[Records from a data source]
▬▬▬
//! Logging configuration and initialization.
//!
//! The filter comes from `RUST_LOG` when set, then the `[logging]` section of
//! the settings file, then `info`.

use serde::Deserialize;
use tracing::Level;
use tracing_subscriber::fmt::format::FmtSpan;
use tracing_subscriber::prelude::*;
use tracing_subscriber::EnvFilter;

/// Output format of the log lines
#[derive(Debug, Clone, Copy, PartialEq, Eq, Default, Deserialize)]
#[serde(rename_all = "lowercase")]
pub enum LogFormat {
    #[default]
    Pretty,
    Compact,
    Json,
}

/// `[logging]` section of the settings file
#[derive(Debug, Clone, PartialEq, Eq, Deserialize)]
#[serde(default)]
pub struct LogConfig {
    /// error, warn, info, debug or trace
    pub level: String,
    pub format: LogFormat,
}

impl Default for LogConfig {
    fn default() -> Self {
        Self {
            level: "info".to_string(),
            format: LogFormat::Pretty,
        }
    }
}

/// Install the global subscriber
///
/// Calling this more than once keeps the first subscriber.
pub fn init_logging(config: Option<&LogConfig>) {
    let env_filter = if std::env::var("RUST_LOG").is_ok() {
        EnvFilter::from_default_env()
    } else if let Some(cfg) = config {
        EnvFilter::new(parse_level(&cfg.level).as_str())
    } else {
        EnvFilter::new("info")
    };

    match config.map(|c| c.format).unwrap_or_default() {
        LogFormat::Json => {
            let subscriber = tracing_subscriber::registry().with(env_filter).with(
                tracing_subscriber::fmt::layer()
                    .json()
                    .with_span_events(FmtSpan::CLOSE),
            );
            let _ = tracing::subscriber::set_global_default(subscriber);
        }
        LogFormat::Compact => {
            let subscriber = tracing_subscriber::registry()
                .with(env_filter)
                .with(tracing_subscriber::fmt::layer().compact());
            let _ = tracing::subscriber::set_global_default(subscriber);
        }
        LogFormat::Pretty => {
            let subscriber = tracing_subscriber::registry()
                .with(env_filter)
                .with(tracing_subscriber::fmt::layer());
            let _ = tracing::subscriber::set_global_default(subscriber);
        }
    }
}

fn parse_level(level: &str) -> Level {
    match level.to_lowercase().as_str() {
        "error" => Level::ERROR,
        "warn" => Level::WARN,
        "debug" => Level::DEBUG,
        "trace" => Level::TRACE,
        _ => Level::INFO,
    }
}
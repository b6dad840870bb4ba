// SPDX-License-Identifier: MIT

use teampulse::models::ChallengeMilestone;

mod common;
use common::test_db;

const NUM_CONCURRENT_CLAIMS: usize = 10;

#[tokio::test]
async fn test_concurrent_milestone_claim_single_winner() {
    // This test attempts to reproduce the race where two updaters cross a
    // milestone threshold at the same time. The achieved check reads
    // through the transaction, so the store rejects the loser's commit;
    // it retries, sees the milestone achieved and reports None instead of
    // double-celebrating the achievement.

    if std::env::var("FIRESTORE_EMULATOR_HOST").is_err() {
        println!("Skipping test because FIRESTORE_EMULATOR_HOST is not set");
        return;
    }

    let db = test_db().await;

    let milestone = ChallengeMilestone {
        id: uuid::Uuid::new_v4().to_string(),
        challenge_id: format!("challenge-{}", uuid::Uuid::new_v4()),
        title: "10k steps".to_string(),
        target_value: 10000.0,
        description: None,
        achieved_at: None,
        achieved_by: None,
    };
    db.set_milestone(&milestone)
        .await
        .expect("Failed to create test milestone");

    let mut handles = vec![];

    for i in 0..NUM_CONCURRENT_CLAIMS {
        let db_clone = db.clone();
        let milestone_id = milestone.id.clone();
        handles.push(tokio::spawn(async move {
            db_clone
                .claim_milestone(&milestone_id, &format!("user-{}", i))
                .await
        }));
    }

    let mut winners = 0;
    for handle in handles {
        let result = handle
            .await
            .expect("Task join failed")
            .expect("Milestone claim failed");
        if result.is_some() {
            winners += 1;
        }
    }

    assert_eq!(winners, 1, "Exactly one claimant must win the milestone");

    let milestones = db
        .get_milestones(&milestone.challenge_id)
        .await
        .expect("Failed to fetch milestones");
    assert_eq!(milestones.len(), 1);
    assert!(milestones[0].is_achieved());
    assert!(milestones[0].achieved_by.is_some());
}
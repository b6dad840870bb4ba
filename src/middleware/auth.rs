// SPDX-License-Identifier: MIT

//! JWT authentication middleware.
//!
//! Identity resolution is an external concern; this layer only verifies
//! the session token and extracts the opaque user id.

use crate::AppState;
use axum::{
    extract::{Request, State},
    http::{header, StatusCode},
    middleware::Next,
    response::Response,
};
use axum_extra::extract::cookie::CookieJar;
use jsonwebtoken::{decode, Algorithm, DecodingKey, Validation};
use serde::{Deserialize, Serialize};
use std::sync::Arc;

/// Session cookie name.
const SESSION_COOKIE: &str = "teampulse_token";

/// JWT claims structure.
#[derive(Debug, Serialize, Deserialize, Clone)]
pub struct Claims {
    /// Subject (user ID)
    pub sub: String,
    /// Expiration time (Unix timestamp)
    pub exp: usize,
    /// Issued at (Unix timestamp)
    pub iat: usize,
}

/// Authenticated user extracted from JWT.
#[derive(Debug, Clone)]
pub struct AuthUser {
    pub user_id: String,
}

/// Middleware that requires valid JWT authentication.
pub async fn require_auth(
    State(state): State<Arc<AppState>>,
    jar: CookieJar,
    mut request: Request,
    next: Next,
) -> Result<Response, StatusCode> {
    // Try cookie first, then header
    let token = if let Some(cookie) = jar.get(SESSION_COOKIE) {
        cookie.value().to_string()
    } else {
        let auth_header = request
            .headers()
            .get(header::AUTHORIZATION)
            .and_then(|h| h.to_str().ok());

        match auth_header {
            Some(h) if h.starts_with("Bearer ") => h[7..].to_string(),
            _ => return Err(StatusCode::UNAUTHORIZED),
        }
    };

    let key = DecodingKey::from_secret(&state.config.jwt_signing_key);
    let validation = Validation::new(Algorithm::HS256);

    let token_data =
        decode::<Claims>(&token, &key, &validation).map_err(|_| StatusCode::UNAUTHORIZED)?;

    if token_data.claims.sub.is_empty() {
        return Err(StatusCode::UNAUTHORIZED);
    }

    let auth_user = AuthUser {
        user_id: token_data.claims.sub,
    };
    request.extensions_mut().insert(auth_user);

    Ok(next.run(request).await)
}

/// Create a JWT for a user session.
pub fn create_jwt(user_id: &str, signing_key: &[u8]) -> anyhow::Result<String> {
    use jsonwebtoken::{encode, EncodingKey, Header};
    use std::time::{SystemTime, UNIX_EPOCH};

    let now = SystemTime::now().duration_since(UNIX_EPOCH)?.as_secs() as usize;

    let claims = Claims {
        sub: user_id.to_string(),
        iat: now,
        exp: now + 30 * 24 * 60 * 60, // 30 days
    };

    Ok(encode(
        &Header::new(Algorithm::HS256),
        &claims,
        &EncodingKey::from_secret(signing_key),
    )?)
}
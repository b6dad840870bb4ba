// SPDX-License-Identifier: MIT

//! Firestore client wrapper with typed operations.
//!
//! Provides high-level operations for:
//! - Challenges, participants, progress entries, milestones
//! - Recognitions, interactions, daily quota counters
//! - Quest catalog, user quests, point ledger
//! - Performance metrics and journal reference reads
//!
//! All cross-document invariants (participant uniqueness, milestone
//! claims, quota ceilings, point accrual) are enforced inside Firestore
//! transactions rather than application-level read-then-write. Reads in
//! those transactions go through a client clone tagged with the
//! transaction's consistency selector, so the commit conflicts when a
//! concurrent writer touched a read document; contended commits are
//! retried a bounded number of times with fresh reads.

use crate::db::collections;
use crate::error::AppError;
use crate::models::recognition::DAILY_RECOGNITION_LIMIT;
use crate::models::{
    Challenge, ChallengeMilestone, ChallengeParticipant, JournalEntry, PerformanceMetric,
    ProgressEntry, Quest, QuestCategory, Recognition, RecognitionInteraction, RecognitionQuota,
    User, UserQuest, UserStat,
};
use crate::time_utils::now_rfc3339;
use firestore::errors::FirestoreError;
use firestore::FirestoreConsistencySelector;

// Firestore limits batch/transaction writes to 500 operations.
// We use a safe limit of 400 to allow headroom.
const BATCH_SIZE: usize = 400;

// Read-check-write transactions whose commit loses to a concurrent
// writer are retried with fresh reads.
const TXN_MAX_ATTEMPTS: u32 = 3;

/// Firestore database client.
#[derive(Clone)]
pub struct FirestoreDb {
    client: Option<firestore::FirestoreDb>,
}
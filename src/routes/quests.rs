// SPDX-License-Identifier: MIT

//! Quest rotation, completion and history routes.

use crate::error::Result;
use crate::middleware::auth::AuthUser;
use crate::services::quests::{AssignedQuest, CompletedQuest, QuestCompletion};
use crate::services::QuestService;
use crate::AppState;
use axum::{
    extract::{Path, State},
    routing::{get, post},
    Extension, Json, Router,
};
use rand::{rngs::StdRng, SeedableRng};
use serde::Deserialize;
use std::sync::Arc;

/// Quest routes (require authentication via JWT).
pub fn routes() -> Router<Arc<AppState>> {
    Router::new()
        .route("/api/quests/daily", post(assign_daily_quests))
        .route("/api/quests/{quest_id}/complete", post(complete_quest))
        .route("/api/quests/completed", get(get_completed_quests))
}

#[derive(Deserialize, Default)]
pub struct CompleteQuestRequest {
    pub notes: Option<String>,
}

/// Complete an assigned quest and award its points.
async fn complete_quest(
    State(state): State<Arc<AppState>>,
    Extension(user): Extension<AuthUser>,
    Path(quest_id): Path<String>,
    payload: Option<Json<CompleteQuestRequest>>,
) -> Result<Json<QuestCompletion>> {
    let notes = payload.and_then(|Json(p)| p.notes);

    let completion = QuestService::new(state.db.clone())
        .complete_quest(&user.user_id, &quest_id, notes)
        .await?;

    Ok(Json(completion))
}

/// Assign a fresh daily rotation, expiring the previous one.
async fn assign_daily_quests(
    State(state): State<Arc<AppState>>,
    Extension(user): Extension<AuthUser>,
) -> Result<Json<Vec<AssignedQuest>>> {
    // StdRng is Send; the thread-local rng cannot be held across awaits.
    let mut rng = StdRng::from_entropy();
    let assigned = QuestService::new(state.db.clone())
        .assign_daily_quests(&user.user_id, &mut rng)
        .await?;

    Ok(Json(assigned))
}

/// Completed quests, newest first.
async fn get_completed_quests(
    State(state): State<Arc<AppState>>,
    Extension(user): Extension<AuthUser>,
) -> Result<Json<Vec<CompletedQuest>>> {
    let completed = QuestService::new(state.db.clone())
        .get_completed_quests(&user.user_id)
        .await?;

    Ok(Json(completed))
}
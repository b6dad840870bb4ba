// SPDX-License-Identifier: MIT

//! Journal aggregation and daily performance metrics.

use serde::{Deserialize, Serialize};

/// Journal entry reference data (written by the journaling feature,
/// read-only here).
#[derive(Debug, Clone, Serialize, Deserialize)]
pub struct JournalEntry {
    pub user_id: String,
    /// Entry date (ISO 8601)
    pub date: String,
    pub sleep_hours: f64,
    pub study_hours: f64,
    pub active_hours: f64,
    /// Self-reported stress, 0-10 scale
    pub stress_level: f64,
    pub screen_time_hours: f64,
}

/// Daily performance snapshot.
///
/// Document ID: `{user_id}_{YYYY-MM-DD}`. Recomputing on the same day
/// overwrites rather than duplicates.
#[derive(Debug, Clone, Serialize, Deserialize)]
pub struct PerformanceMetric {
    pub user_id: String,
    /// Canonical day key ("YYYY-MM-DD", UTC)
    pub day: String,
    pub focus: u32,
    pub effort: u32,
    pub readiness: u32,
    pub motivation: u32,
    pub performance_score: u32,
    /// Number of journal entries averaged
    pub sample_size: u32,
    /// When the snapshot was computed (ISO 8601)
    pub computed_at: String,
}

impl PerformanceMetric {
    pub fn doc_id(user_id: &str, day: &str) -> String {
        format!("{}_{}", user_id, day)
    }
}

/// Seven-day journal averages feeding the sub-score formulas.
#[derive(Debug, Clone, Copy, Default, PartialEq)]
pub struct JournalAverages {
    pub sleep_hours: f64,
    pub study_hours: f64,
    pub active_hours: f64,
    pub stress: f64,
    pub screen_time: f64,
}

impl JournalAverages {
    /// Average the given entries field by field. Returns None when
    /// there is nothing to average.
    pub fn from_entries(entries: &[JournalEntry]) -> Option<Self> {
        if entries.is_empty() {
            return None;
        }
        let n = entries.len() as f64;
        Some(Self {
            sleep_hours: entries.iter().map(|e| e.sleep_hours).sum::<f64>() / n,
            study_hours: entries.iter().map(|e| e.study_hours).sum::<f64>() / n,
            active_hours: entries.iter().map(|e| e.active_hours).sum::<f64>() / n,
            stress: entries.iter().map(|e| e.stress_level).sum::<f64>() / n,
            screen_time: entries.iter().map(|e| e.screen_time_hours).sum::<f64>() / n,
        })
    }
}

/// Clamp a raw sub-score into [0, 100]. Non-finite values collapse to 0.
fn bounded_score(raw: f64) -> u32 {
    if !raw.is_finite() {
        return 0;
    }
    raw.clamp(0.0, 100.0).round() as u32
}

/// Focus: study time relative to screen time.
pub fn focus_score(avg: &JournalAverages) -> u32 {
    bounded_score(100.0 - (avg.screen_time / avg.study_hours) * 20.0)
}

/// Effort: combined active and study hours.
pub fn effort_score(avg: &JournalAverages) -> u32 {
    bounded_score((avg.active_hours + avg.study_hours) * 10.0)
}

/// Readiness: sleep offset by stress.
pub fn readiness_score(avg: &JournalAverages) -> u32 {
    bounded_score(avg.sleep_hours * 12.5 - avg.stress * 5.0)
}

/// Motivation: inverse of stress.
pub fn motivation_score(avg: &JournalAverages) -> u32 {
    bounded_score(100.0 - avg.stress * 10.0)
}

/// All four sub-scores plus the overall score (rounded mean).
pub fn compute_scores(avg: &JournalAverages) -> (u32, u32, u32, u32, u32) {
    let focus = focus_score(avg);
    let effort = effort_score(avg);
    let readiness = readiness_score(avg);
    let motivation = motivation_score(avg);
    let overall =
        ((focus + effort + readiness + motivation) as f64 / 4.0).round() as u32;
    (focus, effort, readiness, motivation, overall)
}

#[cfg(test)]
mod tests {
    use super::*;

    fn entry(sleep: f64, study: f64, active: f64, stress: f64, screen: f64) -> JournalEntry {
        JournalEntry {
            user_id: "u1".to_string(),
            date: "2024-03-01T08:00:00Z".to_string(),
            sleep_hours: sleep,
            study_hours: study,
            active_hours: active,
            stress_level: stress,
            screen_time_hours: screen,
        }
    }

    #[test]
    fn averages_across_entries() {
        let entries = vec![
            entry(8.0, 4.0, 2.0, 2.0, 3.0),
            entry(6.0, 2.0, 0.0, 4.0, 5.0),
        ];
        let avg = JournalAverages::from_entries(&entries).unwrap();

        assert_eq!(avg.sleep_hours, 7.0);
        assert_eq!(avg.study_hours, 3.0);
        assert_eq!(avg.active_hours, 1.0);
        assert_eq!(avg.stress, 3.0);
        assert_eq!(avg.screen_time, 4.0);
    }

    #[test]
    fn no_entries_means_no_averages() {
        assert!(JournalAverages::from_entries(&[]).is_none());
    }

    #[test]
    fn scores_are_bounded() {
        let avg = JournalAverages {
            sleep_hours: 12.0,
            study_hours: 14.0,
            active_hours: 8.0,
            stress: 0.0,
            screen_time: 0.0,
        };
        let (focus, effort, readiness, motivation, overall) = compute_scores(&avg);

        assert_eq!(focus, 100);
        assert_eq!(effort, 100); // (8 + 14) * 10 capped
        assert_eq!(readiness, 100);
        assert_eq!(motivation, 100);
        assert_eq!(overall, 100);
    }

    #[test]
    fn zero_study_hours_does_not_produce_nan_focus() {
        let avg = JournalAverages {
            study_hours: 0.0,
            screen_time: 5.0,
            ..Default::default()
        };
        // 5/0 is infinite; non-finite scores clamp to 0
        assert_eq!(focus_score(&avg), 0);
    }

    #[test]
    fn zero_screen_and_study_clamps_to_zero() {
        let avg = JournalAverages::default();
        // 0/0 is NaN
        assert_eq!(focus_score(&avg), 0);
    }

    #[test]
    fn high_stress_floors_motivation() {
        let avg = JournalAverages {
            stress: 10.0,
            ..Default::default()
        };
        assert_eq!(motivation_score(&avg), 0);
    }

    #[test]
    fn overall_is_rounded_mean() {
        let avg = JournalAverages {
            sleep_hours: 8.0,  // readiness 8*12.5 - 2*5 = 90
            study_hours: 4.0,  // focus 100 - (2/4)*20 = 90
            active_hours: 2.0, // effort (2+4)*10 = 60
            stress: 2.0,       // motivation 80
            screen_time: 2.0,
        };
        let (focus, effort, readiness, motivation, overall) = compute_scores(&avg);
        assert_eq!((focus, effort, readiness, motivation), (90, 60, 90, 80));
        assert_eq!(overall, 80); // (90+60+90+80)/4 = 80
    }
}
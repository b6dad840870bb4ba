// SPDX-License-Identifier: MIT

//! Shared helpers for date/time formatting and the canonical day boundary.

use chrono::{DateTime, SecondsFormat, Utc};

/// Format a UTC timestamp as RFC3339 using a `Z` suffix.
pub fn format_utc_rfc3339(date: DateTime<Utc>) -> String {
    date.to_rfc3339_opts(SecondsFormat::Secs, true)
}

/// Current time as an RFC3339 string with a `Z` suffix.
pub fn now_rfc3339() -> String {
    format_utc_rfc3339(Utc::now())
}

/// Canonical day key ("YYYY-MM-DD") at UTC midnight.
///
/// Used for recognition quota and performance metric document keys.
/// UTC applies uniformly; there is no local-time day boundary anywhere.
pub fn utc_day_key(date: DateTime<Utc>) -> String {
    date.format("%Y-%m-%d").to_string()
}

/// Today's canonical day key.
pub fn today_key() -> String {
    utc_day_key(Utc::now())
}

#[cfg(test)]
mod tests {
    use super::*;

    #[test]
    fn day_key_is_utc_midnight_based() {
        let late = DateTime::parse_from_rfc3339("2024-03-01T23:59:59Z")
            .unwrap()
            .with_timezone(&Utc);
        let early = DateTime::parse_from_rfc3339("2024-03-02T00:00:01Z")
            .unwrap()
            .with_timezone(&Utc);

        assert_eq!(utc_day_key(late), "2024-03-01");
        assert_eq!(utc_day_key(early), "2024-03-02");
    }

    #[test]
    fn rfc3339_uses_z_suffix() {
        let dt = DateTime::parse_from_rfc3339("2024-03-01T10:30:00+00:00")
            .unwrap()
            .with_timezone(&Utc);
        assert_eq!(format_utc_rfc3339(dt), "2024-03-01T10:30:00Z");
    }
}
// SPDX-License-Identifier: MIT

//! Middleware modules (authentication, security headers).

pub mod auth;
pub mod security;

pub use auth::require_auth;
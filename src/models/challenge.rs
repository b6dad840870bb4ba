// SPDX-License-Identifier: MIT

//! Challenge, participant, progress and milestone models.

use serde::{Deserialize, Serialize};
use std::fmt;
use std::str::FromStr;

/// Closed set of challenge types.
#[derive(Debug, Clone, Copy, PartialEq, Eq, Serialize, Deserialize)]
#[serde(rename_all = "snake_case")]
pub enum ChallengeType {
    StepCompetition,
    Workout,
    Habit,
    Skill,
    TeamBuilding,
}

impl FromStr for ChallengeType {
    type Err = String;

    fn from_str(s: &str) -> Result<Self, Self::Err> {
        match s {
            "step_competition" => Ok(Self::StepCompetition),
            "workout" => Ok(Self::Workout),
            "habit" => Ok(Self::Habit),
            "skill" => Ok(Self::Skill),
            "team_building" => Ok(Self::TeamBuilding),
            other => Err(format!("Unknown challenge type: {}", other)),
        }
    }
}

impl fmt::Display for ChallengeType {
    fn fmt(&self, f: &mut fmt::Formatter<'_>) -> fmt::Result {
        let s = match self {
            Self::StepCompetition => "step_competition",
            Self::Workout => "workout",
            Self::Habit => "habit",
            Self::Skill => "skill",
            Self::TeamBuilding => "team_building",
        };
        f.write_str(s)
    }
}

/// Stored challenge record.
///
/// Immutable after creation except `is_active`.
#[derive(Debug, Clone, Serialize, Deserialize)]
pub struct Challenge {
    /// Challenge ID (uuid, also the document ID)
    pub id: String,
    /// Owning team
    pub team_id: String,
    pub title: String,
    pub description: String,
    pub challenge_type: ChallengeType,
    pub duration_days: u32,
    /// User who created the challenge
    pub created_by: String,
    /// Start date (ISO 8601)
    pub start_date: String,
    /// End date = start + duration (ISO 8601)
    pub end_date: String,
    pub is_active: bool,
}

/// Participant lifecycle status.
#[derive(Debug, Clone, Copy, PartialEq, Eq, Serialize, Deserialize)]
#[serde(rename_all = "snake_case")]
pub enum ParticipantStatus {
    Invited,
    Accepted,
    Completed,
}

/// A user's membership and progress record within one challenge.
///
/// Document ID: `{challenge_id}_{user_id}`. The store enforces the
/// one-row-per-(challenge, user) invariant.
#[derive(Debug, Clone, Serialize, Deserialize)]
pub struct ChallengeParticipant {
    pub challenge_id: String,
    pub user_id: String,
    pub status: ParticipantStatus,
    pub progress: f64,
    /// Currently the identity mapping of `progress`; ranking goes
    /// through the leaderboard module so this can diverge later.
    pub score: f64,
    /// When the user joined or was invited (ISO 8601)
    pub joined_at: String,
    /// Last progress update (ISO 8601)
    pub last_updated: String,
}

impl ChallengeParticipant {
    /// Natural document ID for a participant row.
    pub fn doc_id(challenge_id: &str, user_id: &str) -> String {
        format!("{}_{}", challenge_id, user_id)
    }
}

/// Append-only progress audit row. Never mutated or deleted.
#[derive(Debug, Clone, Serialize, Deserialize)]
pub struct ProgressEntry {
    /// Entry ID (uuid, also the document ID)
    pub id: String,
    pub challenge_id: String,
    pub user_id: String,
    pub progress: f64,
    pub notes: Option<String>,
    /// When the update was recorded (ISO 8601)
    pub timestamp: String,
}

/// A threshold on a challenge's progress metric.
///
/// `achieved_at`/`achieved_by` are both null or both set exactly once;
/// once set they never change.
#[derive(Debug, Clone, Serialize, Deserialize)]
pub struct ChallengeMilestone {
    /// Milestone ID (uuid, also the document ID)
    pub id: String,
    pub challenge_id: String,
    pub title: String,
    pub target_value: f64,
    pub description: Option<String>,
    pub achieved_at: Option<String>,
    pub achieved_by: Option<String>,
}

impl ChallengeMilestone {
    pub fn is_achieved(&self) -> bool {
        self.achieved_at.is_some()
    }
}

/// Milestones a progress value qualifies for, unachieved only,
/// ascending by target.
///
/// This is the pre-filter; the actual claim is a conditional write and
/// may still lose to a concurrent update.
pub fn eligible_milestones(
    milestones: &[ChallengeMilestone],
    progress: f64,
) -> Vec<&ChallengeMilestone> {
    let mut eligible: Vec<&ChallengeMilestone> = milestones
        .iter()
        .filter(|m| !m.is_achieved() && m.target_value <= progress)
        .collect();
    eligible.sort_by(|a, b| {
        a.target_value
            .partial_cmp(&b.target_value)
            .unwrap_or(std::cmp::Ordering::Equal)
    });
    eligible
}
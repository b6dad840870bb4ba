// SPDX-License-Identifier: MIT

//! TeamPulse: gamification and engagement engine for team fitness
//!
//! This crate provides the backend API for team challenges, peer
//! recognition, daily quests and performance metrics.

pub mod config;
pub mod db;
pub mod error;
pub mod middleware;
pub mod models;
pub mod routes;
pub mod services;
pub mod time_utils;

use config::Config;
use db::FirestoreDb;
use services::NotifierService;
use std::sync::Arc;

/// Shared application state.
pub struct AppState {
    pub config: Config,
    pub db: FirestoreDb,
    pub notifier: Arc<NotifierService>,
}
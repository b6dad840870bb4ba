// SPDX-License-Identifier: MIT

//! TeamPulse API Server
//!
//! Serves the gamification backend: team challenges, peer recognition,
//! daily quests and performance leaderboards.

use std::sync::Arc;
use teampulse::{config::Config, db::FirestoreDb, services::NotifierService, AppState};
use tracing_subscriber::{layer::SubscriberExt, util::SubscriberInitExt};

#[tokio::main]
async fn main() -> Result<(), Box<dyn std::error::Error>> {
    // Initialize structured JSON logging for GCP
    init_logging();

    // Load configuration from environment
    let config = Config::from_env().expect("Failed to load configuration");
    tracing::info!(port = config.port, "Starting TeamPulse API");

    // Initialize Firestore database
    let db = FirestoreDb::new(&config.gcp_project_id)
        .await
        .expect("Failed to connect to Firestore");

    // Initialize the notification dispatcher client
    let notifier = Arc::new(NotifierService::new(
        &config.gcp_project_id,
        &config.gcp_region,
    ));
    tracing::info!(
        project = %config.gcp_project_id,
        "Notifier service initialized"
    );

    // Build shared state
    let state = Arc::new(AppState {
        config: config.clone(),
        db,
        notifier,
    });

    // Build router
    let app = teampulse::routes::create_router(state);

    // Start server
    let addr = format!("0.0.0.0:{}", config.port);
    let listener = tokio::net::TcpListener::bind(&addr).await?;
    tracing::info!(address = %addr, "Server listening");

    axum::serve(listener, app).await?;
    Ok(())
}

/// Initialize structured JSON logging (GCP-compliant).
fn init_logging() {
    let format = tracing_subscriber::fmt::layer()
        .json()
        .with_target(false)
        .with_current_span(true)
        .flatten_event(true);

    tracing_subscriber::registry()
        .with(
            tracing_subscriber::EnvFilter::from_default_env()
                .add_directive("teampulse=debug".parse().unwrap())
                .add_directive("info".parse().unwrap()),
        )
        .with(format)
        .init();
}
▬▬▬
Aim of the exercise: Looking at the entries above, can you reproduce exactly the lines from the one that holds "Milestone ID (uuid, also the document ID)" through the one that holds "a concurrent update.", and only those?

Solution to this problem:
    /// Milestone ID (uuid, also the document ID)
    pub id: String,
    pub challenge_id: String,
    pub title: String,
    pub target_value: f64,
    pub description: Option<String>,
    pub achieved_at: Option<String>,
    pub achieved_by: Option<String>,
}

impl ChallengeMilestone {
    pub fn is_achieved(&self) -> bool {
        self.achieved_at.is_some()
    }
}

/// Milestones a progress value qualifies for, unachieved only,
/// ascending by target.
///
/// This is the pre-filter; the actual claim is a conditional write and
/// may still lose to a concurrent update.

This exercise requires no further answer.